Justin Rose: Turkish Airlines Open winner has trusted man on his bag
Justin Rose celebrated with a vicious upper-cut on the final green in Rio to demonstrate just how much winning Olympic gold meant to him.
As the GB star disappeared into the recorder's hut his most trusted assistant, Mark Fulcher, laid down his boss' bag.
At this juncture, I thrust my BBC 5 live microphone towards the caddie, seeking comment to capture the moment. The normally fulsome Fulcher tried but his words quickly became stuck in a quagmire of emotion.
This seemed to be the ultimate triumph for a fiercely patriotic bagman who is also immensely proud to work for one of Britain's greatest golfers. It rendered him speechless.
In a year when we have seen several long-term player/caddie splits, most prominently Rory McIlroy and JP Fitzgerald as well as Phil Mickelson and Jim 'Bones' McKay, it is worth reflecting on the continuing success of Rose's working relationship with his fellow Englishman.
Together now for nine years, they won the 2013 US Open as well as last year's gold medal in Brazil. There have been regular victories on the PGA Tour and now back-to-back triumphs on the European circuit.
Two weeks ago it was WGC success in Shanghai thanks to an astonishing comeback from eight strokes behind world number one Dustin Johnson.
Then on Sunday, at the Turkish Airlines Open, Rose won a three-way shootout with Nicolas Colsaerts and South Africa's Dylan Frittelli.
Yes, it was Rose who hit the shots that yielded three birdies in the last four holes - including the winning 12-foot putt on the final green - but it was the experienced 'Fooch' who helped ensure his player was in the right frame of mind to do the job.
Midway through the back nine on Sunday the caddie made a timely intervention as Rose started to push for victory.
"He said, 'just trust your experience'," Rose revealed. "He could sense, maybe, I was getting frustrated when I didn't birdie 13 or 14.
"I think that was his way of saying, just stay with it. You don't have to birdie every single hole to win. Sometimes you don't have to do as much as you think you have to do."
As it turned out, Rose actually needed to put together a grandstand finish and the fact that he duly obliged illustrates the class of golfer the 37-year-old has become.
Winning tournaments is hard, very hard. Doing it in consecutive weeks against strong opposition is the preserve of only the very best players.
"The golf course didn't know that I won last week," Rose observed. "So I had to come here and build a whole new fresh body of work.
"The golf course doesn't know I'm 37 and I've been a pro for a bunch of time and the highest-ranked player in the field. The golf course doesn't care about any of that stuff."
Everything Rose has achieved has been hard-earned, building a swing and putting stroke to withstand the greatest of pressures.
"It's been 20 years of hard graft, hard work, and I've achieved a lot," the world number six said after his latest victory.

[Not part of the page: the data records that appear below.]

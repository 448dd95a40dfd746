//! Object generation settings and request preparation.

use serde_json::Value;
use tokio_util::sync::CancellationToken;

use super::OutputStrategy;
use crate::generate::validate_prompt;
use crate::retry::RetryPolicy;
use crate::{
    Capability, Error, JsonSchema, Message, ModelMetadata, ModelRequest, ModelResponse,
    ResponseFormat, ToolChoice, ToolDefinition, ToolResult,
};

/// Name of the forced tool in [`ObjectMode::Tool`].
pub const JSON_TOOL_NAME: &str = "json";

/// How the model is asked for JSON.
#[derive(Debug, Clone, Copy, PartialEq, Eq, Default)]
pub enum ObjectMode {
    /// JSON response format. The schema also goes into the system prompt
    /// when the model lacks native structured output or
    /// [`system_prompt_fallback`](GenerateObjectConfig::system_prompt_fallback)
    /// is set.
    #[default]
    Json,
    /// A single forced tool named [`JSON_TOOL_NAME`] whose arguments are
    /// the object.
    Tool,
}

/// Settings for [`generate_object`](super::generate_object) and
/// [`stream_object`](super::stream_object).
#[derive(Debug, Clone)]
pub struct GenerateObjectConfig {
    /// How the model is asked for JSON. Default: [`ObjectMode::Json`].
    pub mode: ObjectMode,
    /// Attempts including the first (`generate_object` only). Failed
    /// attempts are fed back to the model. Default: 1.
    pub max_attempts: u32,
    /// Always describe the schema in the system prompt. Default: `false`.
    pub system_prompt_fallback: bool,
    /// Schema name for providers that take one.
    pub schema_name: Option<String>,
    /// Schema description for providers that take one.
    pub schema_description: Option<String>,
    /// Retry policy for each model call.
    pub retry: RetryPolicy,
    /// Cancels the call.
    pub cancel: CancellationToken,
}

impl Default for GenerateObjectConfig {
    fn default() -> Self {
        Self {
            mode: ObjectMode::Json,
            max_attempts: 1,
            system_prompt_fallback: false,
            schema_name: None,
            schema_description: None,
            retry: RetryPolicy::default(),
            cancel: CancellationToken::new(),
        }
    }
}

impl GenerateObjectConfig {
    /// Rejects settings that can never run.
    pub fn validate(&self, strategy: &OutputStrategy) -> Result<(), Error> {
        if self.max_attempts < 1 {
            return Err(Error::invalid_argument(
                "max_attempts",
                format!("must be at least 1, got {}", self.max_attempts),
            ));
        }
        if self.mode == ObjectMode::Tool && matches!(strategy, OutputStrategy::NoSchema) {
            return Err(Error::invalid_argument(
                "mode",
                "tool mode needs a schema for the tool parameters",
            ));
        }
        self.retry.validate()
    }

    /// Turns a plain request into one that asks for the strategy's shape.
    pub(crate) fn prepare(
        &self,
        mut request: ModelRequest,
        strategy: &OutputStrategy,
        model: &ModelMetadata,
    ) -> Result<ModelRequest, Error> {
        self.validate(strategy)?;
        validate_prompt(&request.messages)?;

        let schema = strategy.wire_schema();
        match self.mode {
            ObjectMode::Json => {
                let native = model.supports(Capability::StructuredOutput);
                if self.system_prompt_fallback || !native || schema.is_none() {
                    inject_schema_prompt(&mut request, schema.as_ref());
                }
                request.response_format = Some(ResponseFormat::Json {
                    schema,
                    name: self.schema_name.clone(),
                    description: self.schema_description.clone(),
                });
            }
            ObjectMode::Tool => {
                let parameters = schema.unwrap_or_else(|| JsonSchema::new(Value::Bool(true)));
                request.tools = Some(vec![ToolDefinition {
                    name: JSON_TOOL_NAME.into(),
                    description: self
                        .schema_description
                        .clone()
                        .unwrap_or_else(|| "Respond with a JSON object.".into()),
                    parameters,
                }]);
                request.tool_choice = Some(ToolChoice::Specific(JSON_TOOL_NAME.into()));
            }
        }
        request.cancel = Some(self.cancel.clone());
        Ok(request)
    }
}

/// Appends a JSON instruction, with the schema when there is one, to the
/// system prompt.
fn inject_schema_prompt(request: &mut ModelRequest, schema: Option<&JsonSchema>) {
    let instruction = match schema.map(|s| serde_json::to_string_pretty(s.as_value())) {
        Some(Ok(schema_json)) => format!(
            "You must respond with valid JSON that conforms to this JSON Schema:\n\
             ```json\n{schema_json}\n```\n\
             Respond ONLY with the JSON object. No markdown, no explanation."
        ),
        _ => "You must respond with valid JSON. No markdown, no explanation.".to_owned(),
    };

    match &mut request.system {
        Some(existing) => {
            existing.push_str("\n\n");
            existing.push_str(&instruction);
        }
        None => request.system = Some(instruction),
    }
}

/// Appends the rejected answer and the reason it was rejected, so the
/// next attempt can correct it.
pub(crate) fn append_retry_feedback(
    request: &mut ModelRequest,
    response: &ModelResponse,
    error: &Error,
) {
    let correction = format!(
        "Your response did not pass validation: {error}\n\
         Please try again with valid JSON that conforms to the schema."
    );
    let text = response.text.clone().unwrap_or_default();

    if let Some(call) = response
        .tool_calls
        .iter()
        .find(|c| c.name == JSON_TOOL_NAME)
    {
        request
            .messages
            .push(Message::assistant_with_calls(text, vec![call.clone()]));
        request
            .messages
            .push(Message::tool_results(vec![ToolResult::error(call, correction)]));
    } else {
        request.messages.push(Message::assistant(text));
        request.messages.push(Message::user(correction));
    }
}

#[cfg(test)]
mod tests {
    use super::*;
    use crate::test_helpers::mock_model_with;
    use crate::{LanguageModel, Role};
    use serde_json::json;

    fn request() -> ModelRequest {
        ModelRequest {
            messages: vec![Message::user("Make a point")],
            ..Default::default()
        }
    }

    fn point() -> OutputStrategy {
        OutputStrategy::object(&JsonSchema::new(json!({
            "type": "object",
            "properties": { "x": { "type": "number" } },
            "required": ["x"]
        })))
        .unwrap()
    }

    #[test]
    fn test_zero_attempts_rejected() {
        let config = GenerateObjectConfig {
            max_attempts: 0,
            ..Default::default()
        };
        assert!(matches!(
            config.validate(&point()),
            Err(Error::InvalidArgument { ref parameter, .. }) if parameter == "max_attempts"
        ));
    }

    #[test]
    fn test_tool_mode_needs_schema() {
        let config = GenerateObjectConfig {
            mode: ObjectMode::Tool,
            ..Default::default()
        };
        assert!(config.validate(&OutputStrategy::NoSchema).is_err());
    }

    #[test]
    fn test_json_mode_native_structured_output_skips_prompt() {
        let model = mock_model_with("m", &[Capability::StructuredOutput]);
        let prepared = GenerateObjectConfig::default()
            .prepare(request(), &point(), &LanguageModel::metadata(&model))
            .unwrap();
        assert!(prepared.system.is_none());
        assert!(matches!(
            prepared.response_format,
            Some(ResponseFormat::Json { schema: Some(_), .. })
        ));
    }

    #[test]
    fn test_json_mode_without_native_support_injects_schema() {
        let model = mock_model_with("m", &[]);
        let prepared = GenerateObjectConfig::default()
            .prepare(request(), &point(), &LanguageModel::metadata(&model))
            .unwrap();
        assert!(prepared.system.unwrap().contains("JSON Schema"));
    }

    #[test]
    fn test_fallback_appends_to_existing_system_prompt() {
        let model = mock_model_with("m", &[Capability::StructuredOutput]);
        let config = GenerateObjectConfig {
            system_prompt_fallback: true,
            ..Default::default()
        };
        let base = ModelRequest {
            system: Some("Be brief.".into()),
            ..request()
        };
        let system = config
            .prepare(base, &point(), &LanguageModel::metadata(&model))
            .unwrap()
            .system
            .unwrap();
        assert!(system.starts_with("Be brief.\n\n"));
        assert!(system.contains("\"x\""));
    }

    #[test]
    fn test_tool_mode_forces_json_tool() {
        let model = mock_model_with("m", &[Capability::Tools]);
        let config = GenerateObjectConfig {
            mode: ObjectMode::Tool,
            ..Default::default()
        };
        let prepared = config
            .prepare(request(), &point(), &LanguageModel::metadata(&model))
            .unwrap();
        let tools = prepared.tools.unwrap();
        assert_eq!(tools.len(), 1);
        assert_eq!(tools[0].name, JSON_TOOL_NAME);
        assert_eq!(
            prepared.tool_choice,
            Some(ToolChoice::Specific(JSON_TOOL_NAME.into()))
        );
        assert!(prepared.response_format.is_none());
    }

    #[test]
    fn test_feedback_for_tool_call_answers_the_call() {
        let mut req = request();
        let response = ModelResponse {
            tool_calls: vec![crate::ToolCall::new("c1", JSON_TOOL_NAME, json!({"y": 1}))],
            ..Default::default()
        };
        append_retry_feedback(&mut req, &response, &Error::ResponseFormat {
            message: "bad".into(),
            raw: String::new(),
        });
        assert_eq!(req.messages.len(), 3);
        assert_eq!(req.messages[2].role, Role::Tool);
        assert!(validate_prompt(&req.messages).is_ok());
    }
}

"I've achieved a major championship. I've won Olympic gold. I've won a lot of other tournaments. I've had some great moments."
They include four Ryder Cup appearances where he boasts a 63% winning percentage and has suffered only one singles loss. This pair of big-money victories have all but ensured a fifth appearance for Europe at Le Golf National next September.
"Do what you need to do all year long and just be ready for September," Rose replied when asked what messages he has been receiving from captain Thomas Bjorn.
"That's the key. Winning now is important. Winning now gets you on the team.
"But winning now doesn't win points in the Ryder Cup. Playing well in September does. There's a lot of pacing yourself that needs to be done."
This mature mentality explains why Rose is skipping the penultimate stop on European Tour schedule, the Nedbank Challenge in South Africa, rather than chasing more Race to Dubai points.
Now within 135,000 points of long-time leader Tommy Fleetwood, Rose might have been tempted to play again.
But that would mean missing valuable family time back in the Bahamas and playing four weeks on the spin.
Rose is experienced enough to know that does not work for him. He wants to be fresh for the season-finale at the DP World Tour Championship in Dubai the following week.
He has twice been a runner-up in that event and it is one where he has some unfinished business.
"I feel like it's a tournament I have won," Rose smiled.
"I remember playing the last hole with a two-shot lead and making birdie; that was the day I shot 62.
"Rory [McIlroy] was a few holes behind but very rarely are you two ahead playing the last, make birdie and lose. Rory birdied the last five to beat me that year."
That was back in 2012 and a year later Rose became a major champion. His current form shows why we should continue to recognise him as one of British and European golf's leading figures.
Certainly his caddie Fulcher is in no doubt of the quality of the sportsman his boss has become.
"When you spend a long time with somebody and you go through some battles on and off the course, you develop a bond," he said last year.
"I'd walk through fire for Rosie."
Fulcher's comment shows the respect and admiration he holds for an enduring elite performer. It is a sentiment that should not be lost on the British sporting public.